New Delhi: In a setback to Aditya Birla Group’s Idea Cellular Ltd, the Delhi high court said on Monday that six overlapping licences of Spice Communications Ltd won’t be transferred to it as the company did not comply with licence and merger guidelines.
The court said the licences and spectrum would now revert to the department of telecommunications (DoT).
Four out of the six overlapping licences of Spice were not operational, while those for Karnataka and Punjab were in use.
Idea now has to apply afresh to DoT to merge its licences with those of Spice.
The court also imposed a fine of Rs 1 crore on Idea for suppression of facts and directed that till the department gives its permission to Idea to use the licences of Spice Communications, the “overlapping licences of Spice shall forthwith stand transferred with DoT”.
The court said Idea had not supplied the rejection letters issued by DoT on the licence mergers when it applied to the high court for permission to absorb them in 2008.
“It is directed that notwithstanding anything stated in the sanctioned scheme and in the order dated 5 February 2010, the six overlapping licences of the Spice would not stand transferred or vested with Idea till prior permission of DoT is obtained,” said justice Manmohan, who uses only one name, in his 51-page order.
“Idea followed process as advised by the DoT,” the company said in a release.
“Idea stands upright, has not suppressed anything at all, let alone wilfully, and will appeal for what it believes is right,” the release said.
The company had approached DoT regarding the merger of overlapping licences, or their surrender, Idea said.
Both options would have led to the “same outcome, i.e., the spectrum returns to the government and no benefit to Idea,” the company said. “This was because the overlapping licences were non-operational and had no attached subscribers.”
The court said that it was “of the view that costs should be imposed on Idea for not bringing to the notice of this court the rejection letters dated 7 January 2010 and 18 January 2010 issued by DoT and for not placing on record relevant and material documents like licence, merger guidelines and correspondence exchanged between the parties.”
Idea was directed to pay the fine to the department within six weeks.
“The suppression of documents was not an innocent act especially in view of petitioner’s own understanding of licences and merger guidelines as reflected in the contemporaneous correspondences,” ruled the court.
“The spectrum allocated for such overlapping licences shall also forthwith revert back to DoT,” the court said.
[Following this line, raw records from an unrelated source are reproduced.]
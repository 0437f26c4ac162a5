//! Run and node-execution repository functions.

use chrono::{DateTime, Utc};
use sqlx::PgPool;
use uuid::Uuid;

use crate::{
    models::{NodeExecutionRow, RunRow},
    DbError,
};

// ---------------------------------------------------------------------------
// runs
// ---------------------------------------------------------------------------

/// Create a new run row in `running` status.
pub async fn create_run(
    pool: &PgPool,
    run_id: &str,
    workflow_id: &str,
    version: i32,
    user_id: &str,
    source: &str,
    trigger_digest: &str,
    started_at: DateTime<Utc>,
) -> Result<RunRow, DbError> {
    let id = Uuid::new_v4();

    let row = sqlx::query_as!(
        RunRow,
        r#"
        INSERT INTO runs
            (id, run_id, workflow_id, version, user_id, source, trigger_digest, status, started_at)
        VALUES ($1, $2, $3, $4, $5, $6, $7, 'running', $8)
        RETURNING id, run_id, workflow_id, version, user_id, source, trigger_digest, status, started_at, finished_at
        "#,
        id,
        run_id,
        workflow_id,
        version,
        user_id,
        source,
        trigger_digest,
        started_at,
    )
    .fetch_one(pool)
    .await?;

    Ok(row)
}

/// Update a run's status. Sets `finished_at` unless the new status is `running`.
pub async fn set_run_status(pool: &PgPool, run_id: &str, status: &str) -> Result<(), DbError> {
    if status == "running" {
        sqlx::query!("UPDATE runs SET status = $1 WHERE run_id = $2", status, run_id)
            .execute(pool)
            .await?;
    } else {
        sqlx::query!(
            "UPDATE runs SET status = $1, finished_at = $2 WHERE run_id = $3",
            status,
            Utc::now(),
            run_id,
        )
        .execute(pool)
        .await?;
    }
    Ok(())
}

pub async fn get_run(pool: &PgPool, run_id: &str) -> Result<Option<RunRow>, DbError> {
    let row = sqlx::query_as!(
        RunRow,
        r#"SELECT id, run_id, workflow_id, version, user_id, source, trigger_digest, status, started_at, finished_at
           FROM runs WHERE run_id = $1"#,
        run_id,
    )
    .fetch_optional(pool)
    .await?;
    Ok(row)
}

// ---------------------------------------------------------------------------
// node_executions
// ---------------------------------------------------------------------------

/// Upsert a `(run_id, node_id, attempt)` execution record.
pub async fn upsert_node_execution(
    pool: &PgPool,
    run_id: &str,
    node_id: &str,
    attempt: i32,
    status: &str,
    output: Option<serde_json::Value>,
    error: Option<&str>,
    idem_key: &str,
    started_at: DateTime<Utc>,
    finished_at: Option<DateTime<Utc>>,
) -> Result<NodeExecutionRow, DbError> {
    let id = Uuid::new_v4();

    let row = sqlx::query_as!(
        NodeExecutionRow,
        r#"
        INSERT INTO node_executions
            (id, run_id, node_id, attempt, status, output, error, idem_key, started_at, finished_at)
        VALUES ($1, $2, $3, $4, $5, $6, $7, $8, $9, $10)
        ON CONFLICT (run_id, node_id, attempt) DO UPDATE
        SET status = EXCLUDED.status,
            output = EXCLUDED.output,
            error = EXCLUDED.error,
            finished_at = EXCLUDED.finished_at
        RETURNING id, run_id, node_id, attempt, status, output, error, idem_key, started_at, finished_at
        "#,
        id,
        run_id,
        node_id,
        attempt,
        status,
        output,
        error,
        idem_key,
        started_at,
        finished_at,
    )
    .fetch_one(pool)
    .await?;

    Ok(row)
}

/// Every recorded execution attempt for a run, in insertion order.
pub async fn list_node_executions(pool: &PgPool, run_id: &str) -> Result<Vec<NodeExecutionRow>, DbError> {
    let rows = sqlx::query_as!(
        NodeExecutionRow,
        r#"SELECT id, run_id, node_id, attempt, status, output, error, idem_key, started_at, finished_at
           FROM node_executions WHERE run_id = $1 ORDER BY started_at ASC"#,
        run_id,
    )
    .fetch_all(pool)
    .await?;
    Ok(rows)
}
Idea said that the merger sanctioned on 5 February 2010 “now stands reaffirmed. Certain clauses relating to an earlier contemplated demerger have been deleted, and overlapping Spice licences to revert to the DoT. While imposing costs on the company of Rs 1 crore for suppression, the option to challenge the order is allowed”.
The court said that as Idea used the overlapping licences without any prior permission of the department from 5 February 2010 till date “in contravention of the licence and merger guidelines, it is directed that it shall be open to DoT to pass any order for such breach”.
The court also directed DoT to ensure that the customers of two circles—Punjab and Karnataka—where the licences of Spice were operational, shall not suffer due to interruption of service.
The high court’s order came over an application filed by DoT, requesting it to recall and stay its earlier order allowing the amalgamation of Spice Communications with Idea Cellular.